Dans un registre différent, attardons-nous maintenant sur le constat que tire Le Figaro d'une enquête sur le statut du crédit immobilier dans l'hexagone : en raison de la pandémie, les délais de décision des banques s'allongent, laissant la moitié des emprunteurs dans l'incertitude. Si l'article se focalise sur la formalisation de l'acceptation ou du refus, ce qui devrait choquer est la loterie que représente une demande de prêt quand, en arrière-plan, un choix plus ou moins arbitraire met en jeu l'avenir du client.
Là aussi, la transparence devrait (et pourrait) être quasi absolue. Dès le dépôt d'un dossier, il devrait être possible d'avoir – automatiquement ? par anticipation ? – une réponse engageante, sous la seule réserve de (rares) circonstances non identifiables immédiatement dans la situation de l'emprunteur. Ce dernier exige, avec raison, de toute évidence, de savoir rapidement si son projet est acceptable, sans avoir à redouter un changement d'avis intempestif (et jamais justifié ni argumenté, bien entendu).
Il en est de même avec les conditions accordées. Dernière illustration de cette série, BNP Paribas propose dorénavant un parcours de souscription 100% en ligne (bravo !) mais se dédit aussitôt en soulignant que les utilisateurs préfèrent l'expertise d'un conseiller.
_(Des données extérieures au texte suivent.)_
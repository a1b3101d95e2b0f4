//! Google Drive v3 client.
//!
//! Talks to the REST API directly with `reqwest`. Every request carries a
//! bearer token from the configured [`TokenSource`]. Uploads are single-shot
//! `multipart/related` requests, so the whole payload is sent in one body.

use super::FolderStream;
use crate::DestinationClient;
use crate::auth::TokenSource;
use crate::error::{ErrorKind, Result};
use crate::models::{Folder, FolderId, Role};
use async_stream::stream;
use async_trait::async_trait;
use exn::ResultExt;
use serde::Deserialize;
use serde_json::json;
use time::OffsetDateTime;
use url::Url;

const DEFAULT_API_URL: &str = "https://www.googleapis.com/drive/v3/";
const DEFAULT_UPLOAD_URL: &str = "https://www.googleapis.com/upload/drive/v3/";
pub(crate) const FOLDER_MIME_TYPE: &str = "application/vnd.google-apps.folder";
const FOLDER_QUERY: &str = "mimeType='application/vnd.google-apps.folder' and trashed=false";
const PAGE_SIZE: &str = "1000";

#[derive(Deserialize)]
#[serde(rename_all = "camelCase")]
struct FileList {
    #[serde(default)]
    next_page_token: Option<String>,
    #[serde(default)]
    files: Vec<Folder>,
}

#[derive(Deserialize)]
struct Created {
    id: String,
}

/// Google Drive client.
///
/// # Examples
///
/// ```no_run
/// use crosscloud_destination::{DestinationClient, DriveClient};
/// use crosscloud_destination::auth::{ServiceAccountKey, TokenSource};
///
/// # async fn example() -> Result<(), Box<dyn std::error::Error>> {
/// let key = ServiceAccountKey::from_file("service-account.json")?;
/// let drive = DriveClient::new(reqwest::Client::new(), TokenSource::service_account(key)?);
/// for folder in drive.list_folders().await? {
///     println!("{}: {}", folder.name, folder.id);
/// }
/// # Ok(())
/// # }
/// ```
pub struct DriveClient {
    http: reqwest::Client,
    tokens: TokenSource,
    api: Url,
    upload: Url,
}

impl DriveClient {
    /// Create a client against the public Drive endpoints.
    pub fn new(http: reqwest::Client, tokens: TokenSource) -> Self {
        // Infallible: both are constant, valid URLs.
        let api = Url::parse(DEFAULT_API_URL).expect("valid Drive API URL");
        let upload = Url::parse(DEFAULT_UPLOAD_URL).expect("valid Drive upload URL");
        Self {
            http,
            tokens,
            api,
            upload,
        }
    }

    /// Point the client at different API and upload base URLs (both must end
    /// with a slash).
    pub fn with_endpoints(mut self, api: Url, upload: Url) -> Self {
        self.api = api;
        self.upload = upload;
        self
    }

    fn endpoint(base: &Url, path: &str) -> Result<Url> {
        base.join(path).or_raise(|| ErrorKind::Request)
    }

    async fn send(&self, request: reqwest::RequestBuilder) -> Result<reqwest::Response> {
        let token = self.tokens.access_token(&self.http).await?;
        let response = request.bearer_auth(token).send().await.or_raise(|| ErrorKind::Request)?;
        let status = response.status();
        if status.is_success() {
            return Ok(response);
        }
        let body = response.text().await.unwrap_or_default();
        tracing::debug!(status = status.as_u16(), body = %body, "Drive rejected request");
        exn::bail!(ErrorKind::Status(status.as_u16()))
    }

    async fn list_page(&self, page_token: Option<&str>) -> Result<FileList> {
        let mut url = Self::endpoint(&self.api, "files")?;
        {
            let mut query = url.query_pairs_mut();
            query
                .append_pair("q", FOLDER_QUERY)
                .append_pair("fields", "nextPageToken, files(id, name)")
                .append_pair("pageSize", PAGE_SIZE);
            if let Some(token) = page_token {
                query.append_pair("pageToken", token);
            }
        }
        self.send(self.http.get(url)).await?.json().await.or_raise(|| ErrorKind::Decode)
    }
}

/// Pick a boundary whose delimiter line occurs in none of `parts`.
fn boundary_for(seed: i128, parts: &[&[u8]]) -> String {
    let mut attempt = 0u32;
    loop {
        let boundary = format!("crosscloud-{seed}-{attempt}");
        let delimiter = format!("--{boundary}");
        let collides =
            parts.iter().any(|part| part.windows(delimiter.len()).any(|window| window == delimiter.as_bytes()));
        if !collides {
            return boundary;
        }
        attempt += 1;
    }
}

/// Build a `multipart/related` upload body: JSON metadata first, then the
/// raw content.
fn multipart_body(boundary: &str, metadata: &serde_json::Value, data: &[u8]) -> Vec<u8> {
    let metadata = metadata.to_string();
    let mut body = Vec::with_capacity(data.len() + metadata.len() + 4 * boundary.len() + 128);
    body.extend_from_slice(format!("--{boundary}\r\nContent-Type: application/json; charset=UTF-8\r\n\r\n").as_bytes());
    body.extend_from_slice(metadata.as_bytes());
    body.extend_from_slice(format!("\r\n--{boundary}\r\nContent-Type: application/octet-stream\r\n\r\n").as_bytes());
    body.extend_from_slice(data);
    body.extend_from_slice(format!("\r\n--{boundary}--\r\n").as_bytes());
    body
}

#[async_trait]
impl DestinationClient for DriveClient {
    fn name(&self) -> &str {
        "drive"
    }

    fn folder_stream(&self) -> FolderStream<'_> {
        Box::pin(stream! {
            let mut page_token: Option<String> = None;
            loop {
                let FileList { next_page_token, files } = match self.list_page(page_token.as_deref()).await {
                    Ok(page) => page,
                    Err(e) => {
                        yield Err(e);
                        return;
                    },
                };
                for folder in files {
                    yield Ok(folder);
                }
                match next_page_token {
                    Some(token) if !token.is_empty() => page_token = Some(token),
                    _ => break,
                }
            }
        })
    }

    async fn create_folder(&self, name: &str) -> Result<FolderId> {
        let mut url = Self::endpoint(&self.api, "files")?;
        url.query_pairs_mut().append_pair("fields", "id");
        let metadata = json!({ "name": name, "mimeType": FOLDER_MIME_TYPE });
        let created: Created =
            self.send(self.http.post(url).json(&metadata)).await?.json().await.or_raise(|| ErrorKind::Decode)?;
        tracing::debug!(folder = %name, id = %created.id, "Created Drive folder");
        Ok(FolderId::new(created.id))
    }

    async fn create_permission(&self, folder: &FolderId, grantee: &str, role: Role) -> Result<()> {
        let url = Self::endpoint(&self.api, &format!("files/{}/permissions", folder.as_str()))?;
        let permission = json!({ "type": "user", "role": role.as_str(), "emailAddress": grantee });
        self.send(self.http.post(url).json(&permission)).await?;
        Ok(())
    }

    async fn create_file(&self, name: &str, parent: &FolderId, data: Vec<u8>) -> Result<String> {
        let mut url = Self::endpoint(&self.upload, "files")?;
        url.query_pairs_mut().append_pair("uploadType", "multipart").append_pair("fields", "id");
        let metadata = json!({ "name": name, "parents": [parent.as_str()] });
        let boundary = boundary_for(
            OffsetDateTime::now_utc().unix_timestamp_nanos(),
            &[metadata.to_string().as_bytes(), data.as_slice()],
        );
        let body = multipart_body(&boundary, &metadata, &data);
        let request = self
            .http
            .post(url)
            .header(reqwest::header::CONTENT_TYPE, format!("multipart/related; boundary={boundary}"))
            .body(body);
        let created: Created = self.send(request).await?.json().await.or_raise(|| ErrorKind::Decode)?;
        Ok(created.id)
    }
}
Or, derrière ce besoin, s'agit-il vraiment de recueillir l'avis d'un spécialiste à propos d'une opération importante… ou de marchander, dans l'opacité la plus complète, les frais et le taux d'intérêt, ce qui n'est évidemment pas envisageable via les outils à distance ?
L'impératif de transparence dans la relation entre institutions financières et clients est largement ignoré parce que, au-delà de sa partie visible, presque quantifiable, sur les tarifs, il requiert un changement radical de culture qui n'est généralement pas associé à la transformation « digitale » lui ayant donné naissance. Dans les établissements qui perçoivent cette dernière comme un chantier informatique avant tout, il manquera toujours cette dimension critique, impliquant activement l'ensemble de l'organisation.